NSFW Lesbosexy Sunday Is All About Sexual Self-Discovery

The feature image of a scene with Valentine Boudreaux, Lain Arbor, and River Gray and all of the photographs in this NSFW Sunday are from fetish site Mondo Fetiche. The inclusion of a visual here is not an assertion of a model’s gender or orientation. If you’re a photographer or model and think your work would be a good fit for NSFW Sunday, please email carolyn at autostraddle dot com.

Welcome to NSFW Sunday!

Julia Foery

Julia Foery for Mondo Fetiche

Has the pandemic changed sex for the better?:

“In a time when touch has been so limited, some people have been moving toward a future full of bold new pleasures.
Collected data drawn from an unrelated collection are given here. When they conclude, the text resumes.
/// Post-write realpath check. A file we created that no longer resolves
/// inside the boundary is removed; a pre-existing one is left alone.
fn verify_written(
    path: &Path,
    created: bool,
    boundary: &Path,
    opts: &GuardOptions,
) -> Result<(), SecurityError> {
    if let Err(e) = validate_realpath(path, boundary, opts) {
        if created {
            let _ = fs::remove_file(path);
        }
        return Err(e);
    }
    Ok(())
}

/// Open without following a symlink in the final component. The resolved
/// path never ends in a symlink, so hitting one here means it was swapped in
/// after validation.
fn open_nofollow(path: &Path, options: &mut fs::OpenOptions) -> io::Result<fs::File> {
    #[cfg(unix)]
    {
        use std::os::unix::fs::OpenOptionsExt;
        options.custom_flags(libc::O_NOFOLLOW);
    }
    options.open(path)
}

fn swapped_or_io(path: &Path, e: io::Error, opts: &GuardOptions) -> SecurityError {
    #[cfg(unix)]
    if e.raw_os_error() == Some(libc::ELOOP) {
        let err = SecurityError::SymlinkEscapesBoundary {
            path: path.to_path_buf(),
            target: fs::read_link(path).unwrap_or_default(),
        };
        audit(opts, &path.to_string_lossy(), &err);
        return err;
    }
    let _ = opts;
    SecurityError::io(path, e)
}

fn audit(opts: &GuardOptions, input: &str, err: &SecurityError) {
    if opts.audit_log {
        warn!(
            target: "toolgate::audit",
            input = input,
            rule = err.kind(),
            "path rejected: {err}"
        );
    }
}

/// The boundary as given (normalized) and as it exists on disk. They differ
/// only when the boundary sits below a symlink.
fn boundary_roots(boundary: &Path) -> (PathBuf, PathBuf) {
    let lexical = normalize_lexically(boundary);
    let canonical = fs::canonicalize(&lexical).unwrap_or_else(|_| lexical.clone());
    (lexical, canonical)
}
//! Tool-call wire format parsing
//!
//! Accepts the three shapes models and provider SDKs emit:
//! - `{"tool_calls": [{"id", "type": "function", "function": {"name", "arguments"}}]}`
//! - a bare list of `{"id", "name", "arguments"}`
//! - a chat completion with the first shape under `choices[0].message`
//!
//! `arguments` may be a JSON-encoded string or an already-decoded object.
//! Any structural problem becomes a [`ParseError`]; decoder failures never
//! escape as anything else.

use crate::tools::types::ToolCall;
use serde_json::{Map, Value};
use thiserror::Error;

/// Structurally invalid batch, raised before any result can exist
#[derive(Error, Debug, Clone, PartialEq)]
pub enum ParseError {
    #[error("no tool calls in payload")]
    NoToolCalls,

    #[error("invalid tool call: {0}")]
    InvalidToolCall(String),

    #[error("invalid payload: {0}")]
    InvalidPayload(String),
}

/// Parse a raw JSON payload string
pub fn parse_tool_calls_str(payload: &str) -> Result<Vec<ToolCall>, ParseError> {
    let value: Value =
        serde_json::from_str(payload).map_err(|e| ParseError::InvalidPayload(e.to_string()))?;
    parse_tool_calls(&value)
}

/// Parse a decoded payload into calls, preserving wire order
pub fn parse_tool_calls(payload: &Value) -> Result<Vec<ToolCall>, ParseError> {
    let raw_calls = extract_calls(payload)?;
    if raw_calls.is_empty() {
        return Err(ParseError::NoToolCalls);
    }
    raw_calls
        .iter()
        .enumerate()
        .map(|(index, raw)| parse_call(index, raw))
        .collect()
}

fn extract_calls(payload: &Value) -> Result<&[Value], ParseError> {
    match payload {
        Value::Array(items) => Ok(items),
        Value::Object(map) => match map.get("choices") {
            Some(Value::Array(choices)) => match choices.first() {
                None => Err(ParseError::NoToolCalls),
                Some(choice) => {
                    let message = choice.get("message").ok_or_else(|| {
                        ParseError::InvalidToolCall("choices[0] has no message".to_string())
                    })?;
                    calls_in_message(message)
                }
            },
            Some(_) => Err(ParseError::InvalidToolCall(
                "choices must be an array".to_string(),
            )),
            None => calls_in_message(payload),
        },
        _ => Err(ParseError::InvalidPayload(
            "expected a JSON object or array".to_string(),
        )),
    }
}

fn calls_in_message(message: &Value) -> Result<&[Value], ParseError> {
    match message.get("tool_calls") {
        None | Some(Value::Null) => Err(ParseError::NoToolCalls),
        Some(Value::Array(calls)) => Ok(calls),
        Some(_) => Err(ParseError::InvalidToolCall(
            "tool_calls must be an array".to_string(),
        )),
    }
}

fn parse_call(index: usize, raw: &Value) -> Result<ToolCall, ParseError> {
    let obj = raw.as_object().ok_or_else(|| {
        ParseError::InvalidToolCall(format!("tool call {index} is not an object"))
    })?;

    let id = match obj.get("id") {
        Some(Value::String(id)) if !id.is_empty() => id.clone(),
        _ => {
            return Err(ParseError::InvalidToolCall(format!(
                "tool call {index} is missing id"
            )))
        }
    };

    if let Some(kind) = obj.get("type") {
        if kind.as_str() != Some("function") {
            return Err(ParseError::InvalidToolCall(format!(
                "tool call {id} has unsupported type {kind}"
            )));
        }
    }

    // OpenAI-style calls nest name/arguments under `function`
    let body = match obj.get("function") {
        Some(Value::Object(function)) => function,
        Some(_) => {
            return Err(ParseError::InvalidToolCall(format!(
                "tool call {id} has a non-object function field"
            )))
        }
        None => obj,
    };

    let name = match body.get("name") {
        Some(Value::String(name)) if !name.is_empty() => name.clone(),
        _ => {
            return Err(ParseError::InvalidToolCall(format!(
                "tool call {id} is missing name"
            )))
        }
    };

    let arguments = decode_arguments(&id, body.get("arguments"))?;

    Ok(ToolCall {
        id,
        name,
        arguments,
    })
}

fn decode_arguments(id: &str, raw: Option<&Value>) -> Result<Map<String, Value>, ParseError> {
    match raw {
        None | Some(Value::Null) => Ok(Map::new()),
        Some(Value::Object(map)) => Ok(map.clone()),
        Some(Value::String(encoded)) if encoded.trim().is_empty() => Ok(Map::new()),
        Some(Value::String(encoded)) => {
            let decoded: Value = serde_json::from_str(encoded).map_err(|e| {
                ParseError::InvalidToolCall(format!(
                    "tool call {id} has malformed arguments JSON: {e}"
                ))
            })?;
            match decoded {
                Value::Object(map) => Ok(map),
                Value::Null => Ok(Map::new()),
                _ => Err(ParseError::InvalidToolCall(format!(
                    "tool call {id} arguments must be a JSON object"
                ))),
            }
        }
        Some(_) => Err(ParseError::InvalidToolCall(format!(
            "tool call {id} arguments must be a JSON object or string"
        ))),
    }
}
Alex Jenny, a therapist based in Chicago, told me she joined a nude-sharing group chat, started an OnlyFans page, and began having sex online. In Virginia, where I live, one friend sauntered over to a lover’s doorstep one night wearing a mask and nitrile gloves, picked up a Speedo sealed in a ziplock bag, went home to do a photoshoot in the swimwear, and sent his beau the photos and videos. Many people are reimagining their own boundaries, thinking of this period of virtual intimacies, of distance and little physical contact, not as a lack but instead as a sort of edge play through sexual self-discovery.”

Ashley Paige, Ava D'Amore

Ashley Paige and Ava D’Amore for Mondo Fetiche

At Electric Literature, Megan Stories writes about Macho Sluts and the harm in very narrow narratives about sex:

“[A particular kind of harm] comes from focusing on the story of what sex is supposed to be without examining how it actually feels. The kind that comes from telling very narrow stories about what eroticism is rather than acknowledge its breadth and potential. […]

We tell ourselves so many stories about what sex is and what it is supposed to be. The anti-pornography feminists in resistance to whom Califia wrote Macho Sluts insisted that BDSM was violent, dangerous, misogyny incarnate, while rarely applying the same scrutiny to vanilla lesbian sex. The good ’90s liberals around whom I came of age claimed that sex was a beautiful expression of love but never once suggested I notice how my body felt imagining or doing it. I have so often felt alone, even within queer communities, in a reality that does not match these stories.”

Amazon Maddox, Francisco St. Laurent

Amazon Maddox and Francisco St. Laurent for for Mondo Fetiche

Hot vax summer was vastly overstated. Is anyone surprised?

The five types of personal boundaries are physical, emotional, sexual, time, and material. Here’s more about them and how to set them.

Love languages are partly about repetition.

Sex education in the U.S. is broken, but it doesn’t have to be.

Mistress Datura, Vanniall

Mistress Datura and Vanniall for Mondo Fetiche

Here’s how to tell a friend their partner sucks after you’ve made sure you’re not simply jealous:

“Screenshot texts they’ve sent you complaining or worrying about bad behavior and use their own words to show them what they’re going through. People in bad relationships have an incredible habit of glossing over the icky parts, forgiving, forgetting, and sticking with the rose-colored glasses. It’s not unheard of for someone to be crying over their boyfriend’s lack of interest in them on a Friday night, and then posting a picture of them out at brunch the next day. Everyone copes in different ways, but if your friend is forced to confront the reality of their own sad comments to you, you might have a breakthrough.”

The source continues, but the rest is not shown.